Activity »
Which lines in the records below include the word "status"? Report each of them in full.

Supplied material »
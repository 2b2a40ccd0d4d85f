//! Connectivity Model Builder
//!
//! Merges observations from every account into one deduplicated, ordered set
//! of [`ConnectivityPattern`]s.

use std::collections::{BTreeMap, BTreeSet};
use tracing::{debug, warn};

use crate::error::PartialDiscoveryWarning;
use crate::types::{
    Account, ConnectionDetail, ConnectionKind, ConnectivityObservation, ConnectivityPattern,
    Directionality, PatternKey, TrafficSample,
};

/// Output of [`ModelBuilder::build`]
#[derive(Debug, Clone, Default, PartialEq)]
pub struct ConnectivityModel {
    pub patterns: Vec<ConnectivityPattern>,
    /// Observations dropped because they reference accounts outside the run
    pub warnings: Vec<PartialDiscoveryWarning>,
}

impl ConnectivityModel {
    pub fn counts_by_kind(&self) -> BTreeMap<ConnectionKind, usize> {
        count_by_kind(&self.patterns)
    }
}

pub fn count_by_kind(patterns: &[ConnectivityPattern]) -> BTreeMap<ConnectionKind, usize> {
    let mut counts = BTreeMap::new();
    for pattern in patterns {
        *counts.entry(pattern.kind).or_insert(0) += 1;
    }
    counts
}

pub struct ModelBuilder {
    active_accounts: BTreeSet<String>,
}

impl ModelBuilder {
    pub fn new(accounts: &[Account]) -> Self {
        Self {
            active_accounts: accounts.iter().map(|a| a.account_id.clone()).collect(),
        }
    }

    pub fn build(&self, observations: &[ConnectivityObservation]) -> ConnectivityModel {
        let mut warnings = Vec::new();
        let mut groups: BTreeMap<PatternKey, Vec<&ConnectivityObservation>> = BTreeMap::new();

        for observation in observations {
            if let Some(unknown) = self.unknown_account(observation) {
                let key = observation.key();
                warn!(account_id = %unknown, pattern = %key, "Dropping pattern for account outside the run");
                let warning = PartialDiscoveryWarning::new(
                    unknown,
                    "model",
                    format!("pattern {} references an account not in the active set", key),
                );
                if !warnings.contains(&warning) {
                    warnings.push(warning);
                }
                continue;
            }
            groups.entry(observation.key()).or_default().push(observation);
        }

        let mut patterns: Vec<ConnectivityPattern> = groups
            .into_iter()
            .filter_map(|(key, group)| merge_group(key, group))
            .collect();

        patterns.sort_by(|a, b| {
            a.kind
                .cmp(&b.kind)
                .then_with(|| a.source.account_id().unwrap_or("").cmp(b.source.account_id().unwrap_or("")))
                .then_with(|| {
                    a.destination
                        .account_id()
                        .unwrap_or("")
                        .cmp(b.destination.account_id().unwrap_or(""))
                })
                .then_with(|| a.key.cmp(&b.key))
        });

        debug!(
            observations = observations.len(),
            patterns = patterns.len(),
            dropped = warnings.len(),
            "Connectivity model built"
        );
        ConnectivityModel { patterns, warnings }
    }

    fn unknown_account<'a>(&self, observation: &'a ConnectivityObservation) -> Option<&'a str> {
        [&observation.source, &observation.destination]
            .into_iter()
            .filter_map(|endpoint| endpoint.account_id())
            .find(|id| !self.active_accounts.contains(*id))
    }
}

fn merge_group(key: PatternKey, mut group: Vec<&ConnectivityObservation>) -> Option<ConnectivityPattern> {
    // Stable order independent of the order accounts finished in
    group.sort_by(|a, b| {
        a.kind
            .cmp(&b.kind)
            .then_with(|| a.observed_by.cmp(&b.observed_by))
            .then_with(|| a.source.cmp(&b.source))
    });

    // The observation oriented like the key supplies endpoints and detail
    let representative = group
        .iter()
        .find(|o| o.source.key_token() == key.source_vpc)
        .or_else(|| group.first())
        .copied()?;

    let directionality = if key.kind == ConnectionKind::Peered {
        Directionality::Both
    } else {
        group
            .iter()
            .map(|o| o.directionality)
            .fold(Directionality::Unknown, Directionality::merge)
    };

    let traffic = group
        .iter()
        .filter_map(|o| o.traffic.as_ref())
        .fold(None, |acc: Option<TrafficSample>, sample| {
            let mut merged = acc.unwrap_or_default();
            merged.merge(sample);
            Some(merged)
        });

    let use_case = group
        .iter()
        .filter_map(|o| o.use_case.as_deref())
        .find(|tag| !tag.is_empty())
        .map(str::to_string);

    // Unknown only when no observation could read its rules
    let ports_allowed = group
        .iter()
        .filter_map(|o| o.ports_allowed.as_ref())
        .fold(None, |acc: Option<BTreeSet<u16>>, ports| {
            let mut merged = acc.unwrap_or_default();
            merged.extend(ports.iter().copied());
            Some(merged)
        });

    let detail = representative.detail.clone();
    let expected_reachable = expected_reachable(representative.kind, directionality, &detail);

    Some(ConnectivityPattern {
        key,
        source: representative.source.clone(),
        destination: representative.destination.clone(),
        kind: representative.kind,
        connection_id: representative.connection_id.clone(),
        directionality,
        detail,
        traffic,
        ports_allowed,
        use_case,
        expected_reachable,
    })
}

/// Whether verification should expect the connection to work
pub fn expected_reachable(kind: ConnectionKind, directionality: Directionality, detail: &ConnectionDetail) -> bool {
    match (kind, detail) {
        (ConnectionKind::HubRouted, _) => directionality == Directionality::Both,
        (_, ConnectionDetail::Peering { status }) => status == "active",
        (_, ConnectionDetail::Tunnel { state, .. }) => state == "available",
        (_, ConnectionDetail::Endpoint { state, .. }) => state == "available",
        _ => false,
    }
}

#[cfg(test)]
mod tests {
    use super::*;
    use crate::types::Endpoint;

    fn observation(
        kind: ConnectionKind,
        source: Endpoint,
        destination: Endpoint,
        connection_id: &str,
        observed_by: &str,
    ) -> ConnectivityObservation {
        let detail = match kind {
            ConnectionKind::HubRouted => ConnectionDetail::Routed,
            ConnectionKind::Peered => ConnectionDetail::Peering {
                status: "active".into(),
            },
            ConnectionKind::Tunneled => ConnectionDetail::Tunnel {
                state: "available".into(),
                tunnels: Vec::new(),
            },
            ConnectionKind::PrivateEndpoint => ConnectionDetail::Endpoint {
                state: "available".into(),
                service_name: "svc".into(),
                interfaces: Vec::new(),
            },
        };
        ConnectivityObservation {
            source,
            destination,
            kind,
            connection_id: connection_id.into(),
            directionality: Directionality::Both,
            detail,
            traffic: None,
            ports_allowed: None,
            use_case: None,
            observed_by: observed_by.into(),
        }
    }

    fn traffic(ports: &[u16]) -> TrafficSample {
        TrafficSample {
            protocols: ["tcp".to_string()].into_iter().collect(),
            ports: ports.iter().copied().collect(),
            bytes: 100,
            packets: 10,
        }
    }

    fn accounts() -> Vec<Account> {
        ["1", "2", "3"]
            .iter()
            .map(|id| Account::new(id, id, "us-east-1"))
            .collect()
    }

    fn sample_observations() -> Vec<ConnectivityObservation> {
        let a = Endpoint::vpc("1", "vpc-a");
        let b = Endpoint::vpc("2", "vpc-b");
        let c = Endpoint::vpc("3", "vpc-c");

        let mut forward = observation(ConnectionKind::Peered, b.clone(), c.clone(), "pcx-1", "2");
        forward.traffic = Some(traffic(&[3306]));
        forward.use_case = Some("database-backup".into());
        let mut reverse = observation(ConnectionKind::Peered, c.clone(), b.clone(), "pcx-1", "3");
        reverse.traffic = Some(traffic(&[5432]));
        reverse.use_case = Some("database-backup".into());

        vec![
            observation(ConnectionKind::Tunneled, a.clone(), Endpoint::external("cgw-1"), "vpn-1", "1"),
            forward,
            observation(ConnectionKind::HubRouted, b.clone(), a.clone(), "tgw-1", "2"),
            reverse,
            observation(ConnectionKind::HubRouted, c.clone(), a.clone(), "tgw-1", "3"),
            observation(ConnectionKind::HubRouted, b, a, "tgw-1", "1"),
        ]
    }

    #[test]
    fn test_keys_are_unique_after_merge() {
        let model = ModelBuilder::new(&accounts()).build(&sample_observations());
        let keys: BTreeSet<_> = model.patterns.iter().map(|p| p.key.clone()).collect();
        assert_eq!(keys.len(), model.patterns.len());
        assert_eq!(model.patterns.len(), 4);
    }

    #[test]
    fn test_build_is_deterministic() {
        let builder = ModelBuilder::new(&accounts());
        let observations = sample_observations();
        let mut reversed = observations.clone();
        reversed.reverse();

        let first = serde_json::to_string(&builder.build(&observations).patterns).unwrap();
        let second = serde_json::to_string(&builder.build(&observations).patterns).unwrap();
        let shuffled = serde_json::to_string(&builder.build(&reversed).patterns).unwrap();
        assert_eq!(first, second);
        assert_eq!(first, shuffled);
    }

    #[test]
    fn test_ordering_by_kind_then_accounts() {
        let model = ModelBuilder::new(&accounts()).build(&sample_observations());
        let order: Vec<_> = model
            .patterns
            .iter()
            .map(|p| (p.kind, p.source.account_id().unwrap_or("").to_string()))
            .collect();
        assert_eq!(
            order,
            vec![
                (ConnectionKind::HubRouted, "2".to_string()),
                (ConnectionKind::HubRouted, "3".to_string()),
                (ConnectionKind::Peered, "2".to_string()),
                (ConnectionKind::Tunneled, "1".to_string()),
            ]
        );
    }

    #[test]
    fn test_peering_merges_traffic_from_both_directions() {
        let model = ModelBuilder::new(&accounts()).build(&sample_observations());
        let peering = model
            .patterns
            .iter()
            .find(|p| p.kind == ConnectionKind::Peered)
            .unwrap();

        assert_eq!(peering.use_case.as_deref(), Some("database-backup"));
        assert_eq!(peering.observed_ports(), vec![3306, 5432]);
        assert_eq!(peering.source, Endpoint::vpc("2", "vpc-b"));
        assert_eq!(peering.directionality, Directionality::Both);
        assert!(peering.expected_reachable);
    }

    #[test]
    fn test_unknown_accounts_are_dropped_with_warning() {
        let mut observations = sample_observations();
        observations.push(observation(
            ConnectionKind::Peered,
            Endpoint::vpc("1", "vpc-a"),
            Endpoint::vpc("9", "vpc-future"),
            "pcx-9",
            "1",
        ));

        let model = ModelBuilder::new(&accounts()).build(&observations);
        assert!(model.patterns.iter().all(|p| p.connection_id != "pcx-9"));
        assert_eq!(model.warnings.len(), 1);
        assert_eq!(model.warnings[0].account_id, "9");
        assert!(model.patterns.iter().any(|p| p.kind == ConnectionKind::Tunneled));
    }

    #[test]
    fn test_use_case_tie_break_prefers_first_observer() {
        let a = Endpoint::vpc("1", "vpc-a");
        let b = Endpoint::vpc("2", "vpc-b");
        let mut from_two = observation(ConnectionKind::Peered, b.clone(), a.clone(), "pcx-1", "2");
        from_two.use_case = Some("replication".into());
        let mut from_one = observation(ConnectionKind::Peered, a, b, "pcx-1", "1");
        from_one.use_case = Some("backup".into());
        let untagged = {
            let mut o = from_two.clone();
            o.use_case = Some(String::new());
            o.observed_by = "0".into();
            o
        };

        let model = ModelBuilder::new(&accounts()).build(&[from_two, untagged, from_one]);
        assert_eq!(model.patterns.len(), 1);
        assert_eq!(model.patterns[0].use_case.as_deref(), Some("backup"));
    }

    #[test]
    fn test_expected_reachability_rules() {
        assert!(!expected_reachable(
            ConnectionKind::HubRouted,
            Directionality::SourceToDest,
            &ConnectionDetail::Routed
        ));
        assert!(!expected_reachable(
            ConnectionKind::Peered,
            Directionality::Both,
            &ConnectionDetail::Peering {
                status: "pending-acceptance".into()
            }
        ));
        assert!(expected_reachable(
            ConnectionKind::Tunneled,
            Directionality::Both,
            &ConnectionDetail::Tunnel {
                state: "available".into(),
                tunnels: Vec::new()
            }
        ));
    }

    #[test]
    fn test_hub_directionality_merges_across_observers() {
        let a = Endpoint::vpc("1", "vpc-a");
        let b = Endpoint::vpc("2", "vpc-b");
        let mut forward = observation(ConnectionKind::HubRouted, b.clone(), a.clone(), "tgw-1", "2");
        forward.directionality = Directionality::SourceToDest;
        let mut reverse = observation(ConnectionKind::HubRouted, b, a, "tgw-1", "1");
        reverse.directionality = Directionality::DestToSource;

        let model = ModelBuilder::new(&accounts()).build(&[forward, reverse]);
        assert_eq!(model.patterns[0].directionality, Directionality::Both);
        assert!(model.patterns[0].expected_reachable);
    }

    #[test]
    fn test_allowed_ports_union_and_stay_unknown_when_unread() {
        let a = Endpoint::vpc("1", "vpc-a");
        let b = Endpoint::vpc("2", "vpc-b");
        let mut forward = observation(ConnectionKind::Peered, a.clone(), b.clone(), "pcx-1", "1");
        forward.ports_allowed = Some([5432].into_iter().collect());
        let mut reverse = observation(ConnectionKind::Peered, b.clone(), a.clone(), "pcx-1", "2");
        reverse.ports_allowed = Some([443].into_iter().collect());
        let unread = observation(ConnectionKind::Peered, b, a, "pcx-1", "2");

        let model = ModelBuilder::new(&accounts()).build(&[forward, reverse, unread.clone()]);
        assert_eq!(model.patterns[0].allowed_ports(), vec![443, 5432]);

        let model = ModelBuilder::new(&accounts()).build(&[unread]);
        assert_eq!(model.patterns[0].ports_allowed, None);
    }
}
--
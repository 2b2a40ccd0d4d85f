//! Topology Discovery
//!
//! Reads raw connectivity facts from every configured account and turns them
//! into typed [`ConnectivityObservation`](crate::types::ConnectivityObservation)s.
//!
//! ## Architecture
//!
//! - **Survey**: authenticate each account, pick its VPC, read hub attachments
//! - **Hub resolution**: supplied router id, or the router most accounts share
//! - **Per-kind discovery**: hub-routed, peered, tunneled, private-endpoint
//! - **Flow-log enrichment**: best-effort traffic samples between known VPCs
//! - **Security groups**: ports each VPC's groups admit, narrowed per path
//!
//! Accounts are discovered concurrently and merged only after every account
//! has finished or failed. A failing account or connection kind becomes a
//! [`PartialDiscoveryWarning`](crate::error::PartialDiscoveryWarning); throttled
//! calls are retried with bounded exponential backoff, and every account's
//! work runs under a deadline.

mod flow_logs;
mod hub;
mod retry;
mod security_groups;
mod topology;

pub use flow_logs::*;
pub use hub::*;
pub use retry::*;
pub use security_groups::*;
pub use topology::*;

Output »
        (_, ConnectionDetail::Peering { status }) => status == "active",
                status: "active".into(),
                status: "pending-acceptance".into()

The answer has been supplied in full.